5. Evangelios gnósticos
El gnosticismo fue combatido ya por san Justino hacia el año 150 y después por san Ireneo y otros Santos Padres que lo consideraron la herejí­a más peligrosa en la Iglesia de su tiempo. Estuvo representado sobre todo por Basí­lides, Carpócrates y Valentí­n, maestros en Alejandrí­a a mediados del s. II, cuyo influjo, sobre todo el de Valentí­n, llegó hasta Roma y se extendió por toda la Iglesia. A ellos se atribuyen Ev. apócrifos que no han llegado a nosotros. Según san Ireneo esos herejes habí­an tenido sus predecesores en otros grupos que se remontaban hasta Simón Mago. La investigación reciente ve en efecto que en Valentí­n, cuyas doctrinas son bien conocidas, confluyen ideas que se encuentran en algunos escritos gnósticos de Nag Hammadi (Ev. de los Egipcios, Apócrifo de Juan, Ev. de Tomás), mientras que en otras obras de ese mismo fondo se desarrollan las doctrinas valentinianas (Ev. de Felipe, Ev. de la Verdad). Entre los antiguos escritos gnósticos con tí­tulo de Ev. apócrifos se cuentan los mencionados por los escritores eclesiásticos, los encontrados en Nag Hammadi y los testimoniados por algún fragmento de papiro. En parte se ha establecido la relación entre las diversas fuentes pero aún quedan puntos sin esclarecer. Estos son los Ev. gnósticos mejor conocidos:

) El Evangelio de los Hebreos. Con este nombre es citado un evangelio que habí­a sido escrito en griego en la primera mitad del s. II. Clemente le atribuye una frase muy similar a otra que se encuentra en el Ev. de Tomás: «El que se admiró reinará, y el que reinó, descansará» (Strom. 2. 2,5; Ev de Tomás, 2), dando a entender que es la admiración lo que conduce al Reino y a la salvación. En él se decí­a también, según Orí­genes, que el Espí­ritu Santo era madre de Cristo y lo habí­a llevado al Tabor tomándolo por uno de sus cabellos (In /oh. 2,6). Según san Jerónimo contaba una aparición del Señor resucitado a Santiago que habí­a hecho voto de no comer pan hasta haberlo visto de nuevo resucitado (De Vir. 111. 2) La relevancia de Santiago como primer testigo de la resurrección aparece también en el citado Ev. de Tomás (log. 12) y en otro escrito gnóstico de Nag Hammadi, la í­stola de Santiago (NHC 1,1). En Ev. de los Hebreos se afirmaba además, según san Jerónimo, que al salir Jesús del Jordán «descendió sobre él toda la fuente del Espí­ritu Santo, descansó sobre él y le dijo: Hijo mí­o, a través de todos los profetas te estaba esperando para que vinieras y pudiera descansar en ti. Pues tú eres mi descanso, mi Hijo primogénito, que reinas para siempre» (Comm. in Is. 11,2). La existencia de un Ev. herético escrito por los hebreos quedó como un tópico en la tradición cristiana.

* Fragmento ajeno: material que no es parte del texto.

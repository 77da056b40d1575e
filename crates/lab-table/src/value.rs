use indexmap::IndexMap;
use serde::{Deserialize, Deserializer, Serialize};
use std::cmp::Ordering;
use std::fmt;

pub type ValueTree = IndexMap<String, Value>;

#[derive(Debug, Clone, PartialEq, Serialize, Deserialize)]
#[serde(untagged)]
pub enum Primitive {
    Bool(bool),
    Number(f64),
    String(String),
    Null,
}

#[derive(Debug, Clone, Copy, PartialEq, Eq, Hash, Serialize, Deserialize)]
#[serde(rename_all = "lowercase")]
pub enum PrimitiveType {
    String,
    Number,
    Boolean,
    Null,
}

impl PrimitiveType {
    pub fn as_str(&self) -> &'static str {
        match self {
            PrimitiveType::String => "string",
            PrimitiveType::Number => "number",
            PrimitiveType::Boolean => "boolean",
            PrimitiveType::Null => "null",
        }
    }
}

#[derive(Debug, Clone, PartialEq, Serialize)]
#[serde(untagged)]
pub enum Value {
    Primitive(Primitive),
    Tree(ValueTree),
}

impl<'de> Deserialize<'de> for Value {
    fn deserialize<D: Deserializer<'de>>(deserializer: D) -> Result<Self, D::Error> {
        serde_json::Value::deserialize(deserializer).map(Value::from)
    }
}

impl From<serde_json::Value> for Value {
    fn from(value: serde_json::Value) -> Self {
        match value {
            serde_json::Value::Object(map) => {
                Value::Tree(map.into_iter().map(|(k, v)| (k, Value::from(v))).collect())
            }
            other => Value::Primitive(Primitive::from(other)),
        }
    }
}

impl From<serde_json::Value> for Primitive {
    fn from(value: serde_json::Value) -> Self {
        match value {
            serde_json::Value::Null => Primitive::Null,
            serde_json::Value::Bool(b) => Primitive::Bool(b),
            serde_json::Value::Number(n) => {
                n.as_f64().map(Primitive::Number).unwrap_or(Primitive::Null)
            }
            serde_json::Value::String(s) => Primitive::String(s),
            // arrays and objects are not valid cell values; keep their text so they stay visible
            other => Primitive::String(other.to_string()),
        }
    }
}

impl From<&str> for Primitive {
    fn from(value: &str) -> Self {
        Primitive::String(value.to_string())
    }
}

impl From<f64> for Primitive {
    fn from(value: f64) -> Self {
        Primitive::Number(value)
    }
}

impl From<bool> for Primitive {
    fn from(value: bool) -> Self {
        Primitive::Bool(value)
    }
}

impl Value {
    pub fn as_primitive(&self) -> Option<&Primitive> {
        match self {
            Value::Primitive(p) => Some(p),
            Value::Tree(_) => None,
        }
    }

    pub fn as_tree(&self) -> Option<&ValueTree> {
        match self {
            Value::Tree(t) => Some(t),
            Value::Primitive(_) => None,
        }
    }

    pub fn resolve<S: AsRef<str>>(&self, keys: &[S]) -> Option<&Value> {
        let mut cur = self;
        for key in keys {
            cur = cur.as_tree()?.get(key.as_ref())?;
        }
        Some(cur)
    }
}

impl Primitive {
    pub fn type_tag(&self) -> PrimitiveType {
        match self {
            Primitive::String(_) => PrimitiveType::String,
            Primitive::Number(_) => PrimitiveType::Number,
            Primitive::Bool(_) => PrimitiveType::Boolean,
            Primitive::Null => PrimitiveType::Null,
        }
    }

    pub fn as_str(&self) -> Option<&str> {
        match self {
            Primitive::String(s) => Some(s),
            _ => None,
        }
    }

    pub fn as_bool(&self) -> Option<bool> {
        match self {
            Primitive::Bool(b) => Some(*b),
            _ => None,
        }
    }

    /// Numeric coercion with JavaScript `Number()` semantics.
    pub fn to_number(&self) -> f64 {
        match self {
            Primitive::Number(n) => *n,
            Primitive::Bool(true) => 1.0,
            Primitive::Bool(false) | Primitive::Null => 0.0,
            Primitive::String(s) => string_to_number(s),
        }
    }

    pub fn loose_eq(&self, other: &Primitive) -> bool {
        match (self, other) {
            (Primitive::Null, Primitive::Null) => true,
            (Primitive::Null, _) | (_, Primitive::Null) => false,
            (Primitive::String(a), Primitive::String(b)) => a == b,
            (Primitive::Bool(a), Primitive::Bool(b)) => a == b,
            (a, b) => a.to_number() == b.to_number(),
        }
    }

    /// Relational ordering: two strings compare lexicographically, everything
    /// else numerically. `None` when either side coerces to NaN.
    pub fn loose_cmp(&self, other: &Primitive) -> Option<Ordering> {
        match (self, other) {
            (Primitive::String(a), Primitive::String(b)) => Some(a.cmp(b)),
            (a, b) => a.to_number().partial_cmp(&b.to_number()),
        }
    }
}

fn string_to_number(s: &str) -> f64 {
    let trimmed = s.trim();
    if trimmed.is_empty() {
        return 0.0;
    }
    match trimmed {
        "Infinity" | "+Infinity" => return f64::INFINITY,
        "-Infinity" => return f64::NEG_INFINITY,
        _ => {}
    }
    let numeric = trimmed
        .chars()
        .all(|c| c.is_ascii_digit() || matches!(c, '+' | '-' | '.' | 'e' | 'E'));
    if !numeric {
        return f64::NAN;
    }
    trimmed.parse::<f64>().unwrap_or(f64::NAN)
}

/// Formats a number the way a JavaScript `String(n)` call would.
pub fn format_number(n: f64) -> String {
    if n.is_nan() {
        return "NaN".to_string();
    }
    if n.is_infinite() {
        return if n > 0.0 { "Infinity" } else { "-Infinity" }.to_string();
    }
    if n == 0.0 {
        return "0".to_string();
    }
    let abs = n.abs();
    if n.fract() == 0.0 && abs < 1e21 {
        return format!("{:.0}", n);
    }
    if abs >= 1e21 || abs < 1e-6 {
        let formatted = format!("{:e}", n);
        return match formatted.split_once('e') {
            Some((mantissa, exp)) if !exp.starts_with('-') => format!("{}e+{}", mantissa, exp),
            _ => formatted,
        };
    }
    format!("{}", n)
}

impl fmt::Display for Primitive {
    fn fmt(&self, f: &mut fmt::Formatter<'_>) -> fmt::Result {
        match self {
            Primitive::String(s) => f.write_str(s),
            Primitive::Number(n) => f.write_str(&format_number(*n)),
            Primitive::Bool(b) => write!(f, "{}", b),
            Primitive::Null => f.write_str("null"),
        }
    }
}
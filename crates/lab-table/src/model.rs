use crate::checkpoints::nest_and_flatten_sub_rows;
use crate::colors::{collect_colors, default_palette, Colors};
use crate::columns::{build_columns, flatten_leaf_columns, Column};
use crate::error::{TableError, TableResult};
use crate::filter::{build_filter, filter_id, FilterDefinition};
use crate::record::{Experiment, RepoOutput, WORKSPACE_ID};
use crate::sort::{sort_experiments, SortDefinition};
use indexmap::{IndexMap, IndexSet};
use serde::{Deserialize, Serialize};
use std::collections::HashSet;
use tracing::{debug, warn};

pub const MAX_SELECTED_EXPERIMENTS: usize = 7;

fn default_true() -> bool {
    true
}

#[derive(Debug, Clone, PartialEq, Serialize, Deserialize)]
pub struct PersistedState {
    #[serde(default)]
    pub filters: Vec<FilterDefinition>,
    #[serde(default)]
    pub sorts: Vec<SortDefinition>,
    #[serde(default)]
    pub colors: Colors,
    #[serde(default)]
    pub selected_ids: Vec<String>,
    #[serde(default = "default_true")]
    pub filter_driven_selection: bool,
}

impl Default for PersistedState {
    fn default() -> Self {
        PersistedState {
            filters: Vec::new(),
            sorts: Vec::new(),
            colors: Colors::with_palette(default_palette()),
            selected_ids: Vec::new(),
            filter_driven_selection: true,
        }
    }
}

#[derive(Debug, Clone, Serialize)]
pub struct TableSnapshot {
    pub rows: Vec<Experiment>,
    pub columns: Vec<Column>,
    pub filters: Vec<FilterDefinition>,
    pub sorts: Vec<SortDefinition>,
    pub colors: Colors,
    pub selected_ids: Vec<String>,
    pub filter_driven_selection: bool,
    pub row_count: usize,
    pub filtered_count: usize,
}

#[derive(Debug, Clone)]
pub struct TableModel {
    data: Option<RepoOutput>,
    previous: Option<RepoOutput>,
    rows: Vec<Experiment>,
    columns: Vec<Column>,
    leaf_columns: Vec<Column>,
    filters: IndexMap<String, FilterDefinition>,
    sorts: Vec<SortDefinition>,
    palette: Vec<String>,
    colors: Colors,
    selected: Vec<String>,
    filter_driven_selection: bool,
}

impl Default for TableModel {
    fn default() -> Self {
        TableModel::revive(PersistedState::default())
    }
}

fn validate_path(path: &str) -> TableResult<()> {
    if path.trim().is_empty() {
        return Err(TableError::InvalidPath(path.to_string()));
    }
    Ok(())
}

fn collect_rows(data: &RepoOutput) -> TableResult<Vec<Experiment>> {
    let workspace = data.get_key_value(WORKSPACE_ID);
    let branches = data.iter().filter(|(id, _)| id.as_str() != WORKSPACE_ID);

    let mut rows = Vec::with_capacity(data.len());
    for (id, branch) in workspace.into_iter().chain(branches) {
        let mut baseline = Experiment::from_record(id, branch.baseline.clone());
        baseline.sub_rows = branch
            .experiments
            .iter()
            .map(|(exp_id, record)| Experiment::from_record(exp_id, record.clone()))
            .collect();
        rows.extend(nest_and_flatten_sub_rows(baseline)?);
    }
    Ok(rows)
}

fn count_rows(rows: &[Experiment]) -> usize {
    rows.iter().map(|row| 1 + count_rows(&row.sub_rows)).sum()
}

fn prune<F>(mut row: Experiment, predicate: &F) -> Option<Experiment>
where
    F: Fn(&Experiment) -> bool,
{
    let checkpoints = std::mem::take(&mut row.sub_rows);
    row.sub_rows = checkpoints
        .into_iter()
        .filter_map(|checkpoint| prune(checkpoint, predicate))
        .collect();
    if row.sub_rows.is_empty() && !predicate(&row) {
        return None;
    }
    Some(row)
}

fn paint(row: &mut Experiment, colors: &Colors) {
    row.display_color = colors.color_of(&row.id).map(str::to_string);
    for child in &mut row.sub_rows {
        paint(child, colors);
    }
}

impl TableModel {
    pub fn new() -> Self {
        TableModel::default()
    }

    pub fn revive(state: PersistedState) -> Self {
        let mut filters = IndexMap::new();
        for filter in state.filters {
            filters.insert(filter_id(&filter), filter);
        }
        TableModel {
            data: None,
            previous: None,
            rows: Vec::new(),
            columns: Vec::new(),
            leaf_columns: Vec::new(),
            filters,
            sorts: state.sorts,
            palette: default_palette(),
            colors: state.colors,
            selected: state.selected_ids,
            filter_driven_selection: state.filter_driven_selection,
        }
    }

    pub fn with_palette(mut self, palette: Vec<String>) -> Self {
        if self.colors.assigned.is_empty() {
            self.colors.available = palette.clone();
        }
        self.palette = palette;
        self
    }

    pub fn persisted_state(&self) -> PersistedState {
        PersistedState {
            filters: self.filters(),
            sorts: self.sorts.clone(),
            colors: self.colors.clone(),
            selected_ids: self.selected.clone(),
            filter_driven_selection: self.filter_driven_selection,
        }
    }

    /// Replaces the row and column state with a new tracker output. On error
    /// the previous state is left untouched.
    pub fn transform_and_set(&mut self, data: RepoOutput) -> TableResult<()> {
        let rows = collect_rows(&data)?;
        let columns = build_columns(&data);

        self.leaf_columns = flatten_leaf_columns(&columns);
        self.columns = columns;
        self.rows = rows;
        self.previous = self.data.replace(data);

        if self.filter_driven_selection {
            self.select_by_filters();
        } else {
            let present = self.selectable_ids();
            self.selected.retain(|id| present.contains(id));
        }
        self.update_colors();

        debug!(
            rows = count_rows(&self.rows),
            columns = self.leaf_columns.len(),
            selected = self.selected.len(),
            "table updated"
        );
        Ok(())
    }

    pub fn data(&self) -> Option<&RepoOutput> {
        self.data.as_ref()
    }

    pub fn previous_data(&self) -> Option<&RepoOutput> {
        self.previous.as_ref()
    }

    fn all_rows(&self) -> Vec<&Experiment> {
        let mut out = Vec::new();
        for row in &self.rows {
            row.walk(&mut out);
        }
        out
    }

    fn selectable_ids(&self) -> HashSet<String> {
        self.all_rows()
            .into_iter()
            .filter(|r| !r.is_queued())
            .map(|r| r.id.clone())
            .collect()
    }

    fn select_by_filters(&mut self) {
        let visible = self.rows();
        let selected: Vec<String> = if self.filters.is_empty() {
            visible.iter().map(|row| row.id.clone()).collect()
        } else {
            let filters = self.filters();
            let predicate = build_filter(&filters);
            let mut walked = Vec::new();
            for row in &visible {
                row.walk(&mut walked);
            }
            walked
                .into_iter()
                .filter(|&row| !row.is_queued() && predicate(row))
                .map(|row| row.id.clone())
                .collect()
        };
        if selected.len() > MAX_SELECTED_EXPERIMENTS {
            debug!(
                matched = selected.len(),
                max = MAX_SELECTED_EXPERIMENTS,
                "filter-driven selection capped"
            );
        }
        self.selected = selected.into_iter().take(MAX_SELECTED_EXPERIMENTS).collect();
    }

    fn update_colors(&mut self) {
        let palette = &self.palette;
        let colors = collect_colors(
            &self.selected,
            &self.colors.assigned,
            &self.colors.available,
            || palette.clone(),
        );
        self.colors = colors;
    }

    /// Pins the selection. Ids that are not a current row, or are queued,
    /// are skipped. More than [`MAX_SELECTED_EXPERIMENTS`] ids are
    /// truncated, and doing so leaves filter-driven mode.
    pub fn set_selected(&mut self, ids: Vec<String>) {
        let selectable = self.selectable_ids();
        let mut unique: Vec<String> = ids
            .into_iter()
            .filter(|id| selectable.contains(id))
            .collect::<IndexSet<_>>()
            .into_iter()
            .collect();
        if unique.len() > MAX_SELECTED_EXPERIMENTS {
            warn!(
                requested = unique.len(),
                max = MAX_SELECTED_EXPERIMENTS,
                "selection truncated; filter-driven selection disabled"
            );
            unique.truncate(MAX_SELECTED_EXPERIMENTS);
            self.filter_driven_selection = false;
        }
        self.selected = unique;
        self.update_colors();
    }

    pub fn set_filter_driven_selection(&mut self, enabled: bool) {
        self.filter_driven_selection = enabled;
        if enabled {
            self.select_by_filters();
            self.update_colors();
        }
    }

    pub fn is_filter_driven(&self) -> bool {
        self.filter_driven_selection
    }

    fn filters_changed(&mut self) {
        if self.filter_driven_selection {
            self.select_by_filters();
            self.update_colors();
        }
    }

    pub fn add_filter(&mut self, filter: FilterDefinition) -> TableResult<String> {
        validate_path(&filter.path)?;
        let id = filter_id(&filter);
        self.filters.insert(id.clone(), filter);
        self.filters_changed();
        Ok(id)
    }

    pub fn remove_filter(&mut self, id: &str) -> bool {
        let removed = self.filters.shift_remove(id).is_some();
        if removed {
            self.filters_changed();
        }
        removed
    }

    pub fn remove_filters(&mut self, ids: &[String]) -> usize {
        let before = self.filters.len();
        self.filters.retain(|id, _| !ids.contains(id));
        let removed = before - self.filters.len();
        if removed > 0 {
            self.filters_changed();
        }
        removed
    }

    pub fn remove_filters_by_path(&mut self, path: &str) -> usize {
        let before = self.filters.len();
        self.filters.retain(|_, filter| filter.path != path);
        let removed = before - self.filters.len();
        if removed > 0 {
            self.filters_changed();
        }
        removed
    }

    pub fn filters(&self) -> Vec<FilterDefinition> {
        self.filters.values().cloned().collect()
    }

    pub fn filter_paths(&self) -> Vec<String> {
        self.filters
            .values()
            .map(|f| f.path.clone())
            .collect::<IndexSet<_>>()
            .into_iter()
            .collect()
    }

    pub fn add_sort(&mut self, sort: SortDefinition) -> TableResult<()> {
        validate_path(&sort.path)?;
        self.sorts.retain(|s| s.path != sort.path);
        self.sorts.push(sort);
        Ok(())
    }

    pub fn remove_sort(&mut self, path: &str) -> bool {
        let before = self.sorts.len();
        self.sorts.retain(|s| s.path != path);
        before != self.sorts.len()
    }

    pub fn sorts(&self) -> &[SortDefinition] {
        &self.sorts
    }

    /// Visible rows in display order. Experiments directly under a branch
    /// are filtered and sorted. A row is kept when it passes the filters or
    /// when one of its checkpoints does; checkpoints are filtered but never
    /// reordered.
    pub fn rows(&self) -> Vec<Experiment> {
        let filters = self.filters();
        let predicate = build_filter(&filters);
        self.rows
            .iter()
            .map(|row| {
                let mut row = row.clone();
                let experiments = std::mem::take(&mut row.sub_rows);
                let kept: Vec<Experiment> = if filters.is_empty() {
                    experiments
                } else {
                    experiments
                        .into_iter()
                        .filter_map(|experiment| prune(experiment, &predicate))
                        .collect()
                };
                row.sub_rows = sort_experiments(&self.sorts, kept);
                paint(&mut row, &self.colors);
                row
            })
            .collect()
    }

    pub fn columns(&self) -> &[Column] {
        &self.columns
    }

    pub fn leaf_columns(&self) -> &[Column] {
        &self.leaf_columns
    }

    pub fn selected_ids(&self) -> &[String] {
        &self.selected
    }

    pub fn colors(&self) -> &Colors {
        &self.colors
    }

    pub fn row_count(&self) -> usize {
        count_rows(&self.rows)
    }

    /// Rows, including their checkpoints, hidden by the current filters.
    pub fn filtered_count(&self) -> usize {
        if self.filters.is_empty() {
            return 0;
        }
        self.row_count().saturating_sub(count_rows(&self.rows()))
    }

    pub fn snapshot(&self) -> TableSnapshot {
        TableSnapshot {
            rows: self.rows(),
            columns: self.columns.clone(),
            filters: self.filters(),
            sorts: self.sorts.clone(),
            colors: self.colors.clone(),
            selected_ids: self.selected.clone(),
            filter_driven_selection: self.filter_driven_selection,
            row_count: self.row_count(),
            filtered_count: self.filtered_count(),
        }
    }
}
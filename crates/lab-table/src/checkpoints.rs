use crate::error::{TableError, TableResult};
use crate::record::Experiment;
use indexmap::IndexMap;
use std::collections::HashMap;
use tracing::{debug, warn};

struct Arena {
    nodes: Vec<Option<Experiment>>,
    children: Vec<Vec<usize>>,
    top_level: Vec<usize>,
}

impl Arena {
    fn nest(baseline_id: &str, flat: Vec<Experiment>) -> TableResult<Arena> {
        let mut index: HashMap<String, usize> = HashMap::with_capacity(flat.len());
        let mut orphans: IndexMap<String, Vec<usize>> = IndexMap::new();
        let mut children: Vec<Vec<usize>> = vec![Vec::new(); flat.len()];
        let mut top_level = Vec::new();

        for (idx, node) in flat.iter().enumerate() {
            match node.record.checkpoint_parent.as_deref() {
                None => top_level.push(idx),
                Some(parent) if parent == baseline_id => top_level.push(idx),
                Some(parent) => match index.get(parent) {
                    Some(&parent_idx) => children[parent_idx].push(idx),
                    None => orphans.entry(parent.to_string()).or_default().push(idx),
                },
            }
            index.insert(node.id.clone(), idx);
            if let Some(adopted) = orphans.shift_remove(&node.id) {
                children[idx].extend(adopted);
            }
        }

        if !orphans.is_empty() {
            let parents: Vec<String> = orphans.keys().cloned().collect();
            debug!(
                baseline = baseline_id,
                orphaned = orphans.values().map(Vec::len).sum::<usize>(),
                "checkpoint parents missing from branch"
            );
            return Err(TableError::OrphanedCheckpoints { parents });
        }

        Ok(Arena {
            nodes: flat.into_iter().map(Some).collect(),
            children,
            top_level,
        })
    }

    fn compact(&mut self, idx: usize) -> Option<Experiment> {
        let mut node = self.nodes[idx].take()?;
        let children = std::mem::take(&mut self.children[idx]);
        match children.len() {
            0 => {}
            1 => node.sub_rows = self.chain(children[0]),
            _ => {
                node.sub_rows = children
                    .into_iter()
                    .rev()
                    .filter_map(|child| self.compact(child))
                    .collect()
            }
        }
        Some(node)
    }

    /// Flattens a single-child run starting at `idx`: the deepest node comes
    /// first, then each ancestor back up to `idx`. A branch point ends the run
    /// and is kept as a nested row.
    fn chain(&mut self, mut idx: usize) -> Vec<Experiment> {
        let mut run = Vec::new();
        let tail = loop {
            if self.children[idx].len() == 1 {
                run.push(idx);
                idx = self.children[idx][0];
                continue;
            }
            break self.compact(idx);
        };
        let mut out: Vec<Experiment> = tail.into_iter().collect();
        out.extend(run.into_iter().rev().filter_map(|i| self.nodes[i].take()));
        out
    }
}

/// Nests the baseline's flat `sub_rows` by `checkpoint_parent` and compacts
/// the result. Returns the baseline as the single top-level row.
///
/// Fails with [`TableError::OrphanedCheckpoints`] when a parent id is neither
/// the baseline nor any row in the list.
pub fn nest_and_flatten_sub_rows(mut baseline: Experiment) -> TableResult<Vec<Experiment>> {
    let flat = std::mem::take(&mut baseline.sub_rows);
    let total = flat.len();
    let mut arena = Arena::nest(&baseline.id, flat)?;

    let top_level = std::mem::take(&mut arena.top_level);
    baseline.sub_rows = top_level
        .into_iter()
        .filter_map(|idx| arena.compact(idx))
        .collect();

    let unreachable = arena.nodes.iter().filter(|n| n.is_some()).count();
    if unreachable > 0 {
        warn!(
            baseline = %baseline.id,
            unreachable,
            total,
            "dropping checkpoints caught in a parent cycle"
        );
    }
    Ok(vec![baseline])
}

) El Evangelio de los Egipcios aludido y citado por los Santos Padres como herético, es de mediados del s. II y circulaba en Egipto. Su rasgo principal era la condena del matrimonio y de la generación, como dice de él Clemente de Alejandrí­a trayendo a colación citas como éstas: «A Salomé que preguntaba: ¿Durante cuánto tiempo estará en vigor la muerte?, le dijo el Señor: «Mientras vosotras la mujeres sigáis engendrando» (Strom. 3,6); y a la misma Salomé «le dijo el Salvador en persona: He venido a destruir las obras de la mujer. De la mujer, esto es, de la concupiscencia; las obras de ella, esto es, la generación y la corrupción» (Strom. 3,9). San Hipólito de Roma acusa a este Ev. de enseñar falsamente la trasmutación del alma en muchas formas, y lo atribuye a los naasenos, un grupo gnóstico; san Epifanio en cambio lo adjudica a los sabelianos que negaban la Trinidad. Posiblemente se debe a cristianos de Egipto provenientes del paganismo y tocados de gnosticismo.
Este Ev. de los Egipcios no se parece en nada al de los Egipcios en copto de los códices III y IV de Nag Hammadi que trae el mismo tí­tulo, además del de «Libro del Gran Espí­ritu invisible». Está dedicado a Seth, el tercer hijo de Adán y Eva, que viene presentado como uno de los seres incorruptibles del mundo divino que baja a este mundo a salvar a su descendencia, los gnósticos, a través del Bautismo. Al venir el Gran Seth se encarna en Jesús, o mejor se reviste de él, en el momento del bautismo en el Jordán. Este Ev. asume los datos de Lc y Mt sobre el nacimiento de Jesús de la Virgen por obra del Espí­ritu Santo; pero esto lo aplica únicamente al cuerpo de Jesús, el vaso sagrado, con que se iba a revestir el Salvador, el gran Seth. El tí­tulo de Ev. de los Egipcios dado a este escrito puede deberse sin más a la intención de asimilarlo a un escrito anterior con ese tí­tulo.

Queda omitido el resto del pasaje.